Maria Janion compares the Kresy myth to the American frontier myth of the Wild West. Several scholars, including Robert Traba, point out the similarity between the Kresy myth and the German discourse on East Prussia. Kresy is viewed as a "bulwark of Christianity" in the same manner East Prussia was a "bulwark of German-ness". According to Agnieszka Niemojewska, the myth"presents the Polish–Lithuanian Commonwealth not as it really was, but as many would like to remember. A Poland that is strong, respected, safe behind a solid wall of a noble court and armed in a chivalrous ethos. Simply put: Poland that you could love."The militaristic battles fought in the borderlands against various enemies across the centuries led the Kresy myth to grow out of the Sarmatian one. The military element of the myth was developed in the works of Henryk Sienkiewicz.

According to Niemojewska, one of the main sources of the myth was Adam Mickiewicz's Ballads and Romances, which present an alternative truth from Enlightenment rationalism which is based on romanticism and rituals passed down through generations of people.
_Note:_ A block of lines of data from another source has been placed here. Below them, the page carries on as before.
static ELEMENTS: [ElementInfo; ElementCode::COUNT] = [
    element(E::A, "A", INLINE, IN_BODY, &[E::A]),
    element(E::Abbr, "ABBR", INLINE, IN_BODY, CLOSES_NOTHING),
    element(E::Acronym, "ACRONYM", INLINE, IN_BODY, CLOSES_NOTHING),
    element(E::Address, "ADDRESS", BLOCK, IN_BODY, CLOSES_NOTHING),
    element(E::Applet, "APPLET", NONE, IN_BODY, CLOSES_NOTHING),
    element(E::Area, "AREA", EMPTY, &[E::Map], CLOSES_NOTHING),
    element(E::B, "B", INLINE, IN_BODY, CLOSES_NOTHING),
    element(E::Base, "BASE", EMPTY, IN_HEAD, CLOSES_NOTHING),
    element(E::Basefont, "BASEFONT", NONE, IN_HEAD, CLOSES_NOTHING),
    element(E::Bdo, "BDO", INLINE, IN_BODY, CLOSES_NOTHING),
    element(E::Bgsound, "BGSOUND", EMPTY, IN_HEAD, CLOSES_NOTHING),
    element(E::Big, "BIG", INLINE, IN_BODY, CLOSES_NOTHING),
    element(E::Blink, "BLINK", INLINE, IN_BODY, CLOSES_NOTHING),
    element(E::Blockquote, "BLOCKQUOTE", BLOCK, IN_BODY, CLOSES_P),
    element(E::Body, "BODY", CONTAINER, IN_HTML, &[E::Head]),
    element(E::Br, "BR", EMPTY, IN_BODY, CLOSES_NOTHING),
    element(E::Button, "BUTTON", NONE, IN_BODY, CLOSES_NOTHING),
    element(E::Caption, "CAPTION", INLINE, IN_TABLE, CLOSES_NOTHING),
    element(E::Center, "CENTER", NONE, IN_BODY, CLOSES_NOTHING),
    element(E::Cite, "CITE", INLINE, IN_BODY, CLOSES_NOTHING),
    element(E::Code, "CODE", INLINE, IN_BODY, CLOSES_NOTHING),
    element(E::Col, "COL", EMPTY, IN_TABLE, CLOSES_NOTHING),
    element(E::Colgroup, "COLGROUP", NONE, IN_TABLE, &[E::Col, E::Colgroup]),
    element(E::Comment, "COMMENT", SPECIAL, IN_HTML, CLOSES_NOTHING),
    element(E::Del, "DEL", NONE, IN_BODY, CLOSES_NOTHING),
    element(E::Dfn, "DFN", INLINE, IN_BODY, CLOSES_NOTHING),
    element(E::Dir, "DIR", NONE, IN_BODY, CLOSES_NOTHING),
    element(E::Div, "DIV", BLOCK, IN_BODY, CLOSES_P),
    element(E::Dd, "DD", NONE, IN_DL, CLOSES_DEFINITIONS),
    element(E::Dl, "DL", BLOCK, IN_BODY, CLOSES_NOTHING),
    element(E::Dt, "DT", NONE, IN_DL, CLOSES_DEFINITIONS),
    element(E::Em, "EM", INLINE, IN_BODY, CLOSES_NOTHING),
    element(E::Embed, "EMBED", NONE, IN_BODY, CLOSES_NOTHING),
    element(E::Fieldset, "FIELDSET", NONE, IN_BODY, CLOSES_NOTHING),
    element(E::Font, "FONT", CONTAINER, IN_BODY, CLOSES_NOTHING),
    element(E::Form, "FORM", CONTAINER, &[E::Body, E::Td, E::Div], &[E::Button, E::P]),
    element(E::Frame, "FRAME", EMPTY, &[E::Frameset], CLOSES_NOTHING),
    element(E::Frameset, "FRAMESET", NONE, IN_HTML, CLOSES_NOTHING),
    element(E::H1, "H1", BLOCK, &[E::Body, E::A], CLOSES_HEADINGS),
    element(E::H2, "H2", BLOCK, &[E::Body, E::A], CLOSES_HEADINGS),
    element(E::H3, "H3", BLOCK, &[E::Body, E::A], CLOSES_HEADINGS),
    element(E::H4, "H4", BLOCK, &[E::Body, E::A], CLOSES_HEADINGS),
    element(E::H5, "H5", BLOCK, &[E::Body, E::A], CLOSES_HEADINGS),
    element(E::H6, "H6", BLOCK, &[E::Body, E::A], CLOSES_HEADINGS),
    element(E::Head, "HEAD", NONE, IN_HTML, CLOSES_NOTHING),
    element(E::Hr, "HR", EMPTY, IN_BODY, CLOSES_P),
    element(E::Html, "HTML", NONE, NOWHERE, CLOSES_NOTHING),
    element(E::I, "I", INLINE, IN_BODY, CLOSES_NOTHING),
    element(E::Iframe, "IFRAME", BLOCK, IN_BODY, CLOSES_NOTHING),
    element(E::Ilayer, "ILAYER", BLOCK, IN_BODY, CLOSES_NOTHING),
    element(E::Img, "IMG", EMPTY, IN_BODY, CLOSES_NOTHING),
    element(E::Input, "INPUT", EMPTY, IN_BODY, CLOSES_NOTHING),
    element(E::Ins, "INS", NONE, IN_BODY, CLOSES_NOTHING),
    element(E::Isindex, "ISINDEX", NONE, IN_HEAD, CLOSES_NOTHING),
    element(E::Kbd, "KBD", INLINE, IN_BODY, CLOSES_NOTHING),
    element(E::Keygen, "KEYGEN", NONE, IN_BODY, CLOSES_NOTHING),
    element(E::Label, "LABEL", NONE, IN_BODY, CLOSES_NOTHING),
    element(E::Layer, "LAYER", BLOCK, IN_BODY, CLOSES_NOTHING),
    element(E::Legend, "LEGEND", INLINE, &[E::Fieldset], CLOSES_NOTHING),
    element(E::Li, "LI", NONE, &[E::Body, E::Ul, E::Ol], &[E::Li]),
    element(E::Link, "LINK", EMPTY, IN_HEAD, CLOSES_NOTHING),
    element(E::Listing, "LISTING", NONE, IN_BODY, CLOSES_NOTHING),
    element(E::Map, "MAP", INLINE, IN_BODY, CLOSES_NOTHING),
    element(E::Marquee, "MARQUEE", NONE, IN_BODY, CLOSES_NOTHING),
    element(E::Menu, "MENU", NONE, IN_BODY, CLOSES_NOTHING),
    element(E::Meta, "META", EMPTY, IN_HEAD, &[E::Style, E::Title]),
    element(E::Multicol, "MULTICOL", NONE, IN_BODY, CLOSES_NOTHING),
    element(E::Nextid, "NEXTID", EMPTY, IN_BODY, CLOSES_NOTHING),
    element(E::Nobr, "NOBR", INLINE, IN_BODY, CLOSES_NOTHING),
    element(E::Noembed, "NOEMBED", NONE, IN_BODY, CLOSES_NOTHING),
    element(E::Noframes, "NOFRAMES", NONE, NOWHERE, CLOSES_NOTHING),
    element(E::Nolayer, "NOLAYER", NONE, IN_BODY, CLOSES_NOTHING),
    element(E::Noscript, "NOSCRIPT", NONE, IN_BODY, CLOSES_NOTHING),
    element(E::Object, "OBJECT", NONE, IN_BODY, CLOSES_NOTHING),
    element(E::Ol, "OL", BLOCK, IN_BODY, CLOSES_NOTHING),
    element(E::Option, "OPTION", NONE, IN_SELECT, &[E::Option]),
    element(E::Optgroup, "OPTGROUP", NONE, IN_SELECT, &[E::Option]),
    element(E::P, "P", CONTAINER, IN_BODY, CLOSES_P),
    element(E::Param, "PARAM", EMPTY, &[E::Object, E::Applet], CLOSES_NOTHING),
    element(E::Plaintext, "PLAINTEXT", SPECIAL, IN_BODY, CLOSES_NOTHING),
    element(E::Pre, "PRE", NONE, IN_BODY, CLOSES_NOTHING),
    element(E::Q, "Q", INLINE, IN_BODY, CLOSES_NOTHING),
    element(E::Rb, "RB", INLINE, IN_RUBY, &[E::Rb]),
    element(E::Rbc, "RBC", NONE, IN_RUBY, CLOSES_NOTHING),
    element(E::Rp, "RP", INLINE, IN_RUBY, &[E::Rb]),
    element(E::Rt, "RT", INLINE, IN_RUBY, &[E::Rb, E::Rp]),
    element(E::Rtc, "RTC", NONE, IN_RUBY, &[E::Rbc]),
    element(E::Ruby, "RUBY", NONE, IN_BODY, &[E::Ruby]),
    element(E::S, "S", NONE, IN_BODY, CLOSES_NOTHING),
    element(E::Samp, "SAMP", INLINE, IN_BODY, CLOSES_NOTHING),
    element(E::Script, "SCRIPT", SPECIAL, IN_HEAD_OR_BODY, CLOSES_NOTHING),
    element(E::Select, "SELECT", CONTAINER, IN_BODY, &[E::Select]),
    element(E::Small, "SMALL", INLINE, IN_BODY, CLOSES_NOTHING),
    element(E::Sound, "SOUND", EMPTY, IN_HEAD, CLOSES_NOTHING),
    element(E::Spacer, "SPACER", EMPTY, IN_BODY, CLOSES_NOTHING),
    element(E::Span, "SPAN", CONTAINER, IN_BODY, CLOSES_NOTHING),
    element(E::Strike, "STRIKE", INLINE, IN_BODY, CLOSES_NOTHING),
    element(E::Strong, "STRONG", INLINE, IN_BODY, CLOSES_NOTHING),
    element(E::Style, "STYLE", SPECIAL, IN_HEAD_OR_BODY, &[E::Style, E::Title, E::Meta]),
    element(E::Sub, "SUB", INLINE, IN_BODY, CLOSES_NOTHING),
    element(E::Sup, "SUP", INLINE, IN_BODY, CLOSES_NOTHING),
    element(E::Table, "TABLE", BLOCK.union(CONTAINER), IN_BODY, CLOSES_NOTHING),
    element(E::Tbody, "TBODY", NONE, IN_TABLE, CLOSES_TABLE_SECTIONS),
    bounded(E::Td, "TD", CONTAINER, &[E::Tr], E::Table, CLOSES_CELLS),
    element(E::Textarea, "TEXTAREA", SPECIAL, IN_BODY, CLOSES_NOTHING),
    element(E::Tfoot, "TFOOT", NONE, IN_TABLE, &[E::Thead, E::Tbody, E::Tfoot, E::Td, E::Th, E::Tr]),
    bounded(E::Th, "TH", CONTAINER, &[E::Tr], E::Table, CLOSES_CELLS),
    element(E::Thead, "THEAD", NONE, IN_TABLE, CLOSES_TABLE_SECTIONS),
    element(E::Title, "TITLE", SPECIAL, IN_HEAD_OR_BODY, CLOSES_NOTHING),
    bounded(
        E::Tr,
        "TR",
        BLOCK,
        &[E::Tbody, E::Thead, E::Tfoot],
        E::Table,
        &[E::Td, E::Th, E::Tr, E::Colgroup],
    ),
    element(E::Tt, "TT", INLINE, IN_BODY, CLOSES_NOTHING),
    element(E::U, "U", INLINE, IN_BODY, CLOSES_NOTHING),
    element(E::Ul, "UL", BLOCK, IN_BODY, CLOSES_NOTHING),
    element(E::Var, "VAR", INLINE, IN_BODY, CLOSES_NOTHING),
    element(E::Wbr, "WBR", EMPTY, IN_BODY, CLOSES_NOTHING),
    element(E::Xml, "XML", NONE, IN_BODY, CLOSES_NOTHING),
    element(E::Xmp, "XMP", SPECIAL, IN_BODY, CLOSES_NOTHING),
    element(E::Unknown, "", CONTAINER, &[E::Body, E::Head], CLOSES_NOTHING),
];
She writes that various Polish authors have used elements of this myth in their work, such as Stanisław Lem (Highcastle, 1966) and Tadeusz Konwicki (A Chronicle of Amorous Accidents, 1974). Even Czesław Miłosz, who usually eschewed sentimental myths, in a certain sense arguably used elements of Kresy mythology when writing about Lithuania. However, Bakuła argues that the fullest expression of the myth is not in literature but in academic and historical publications.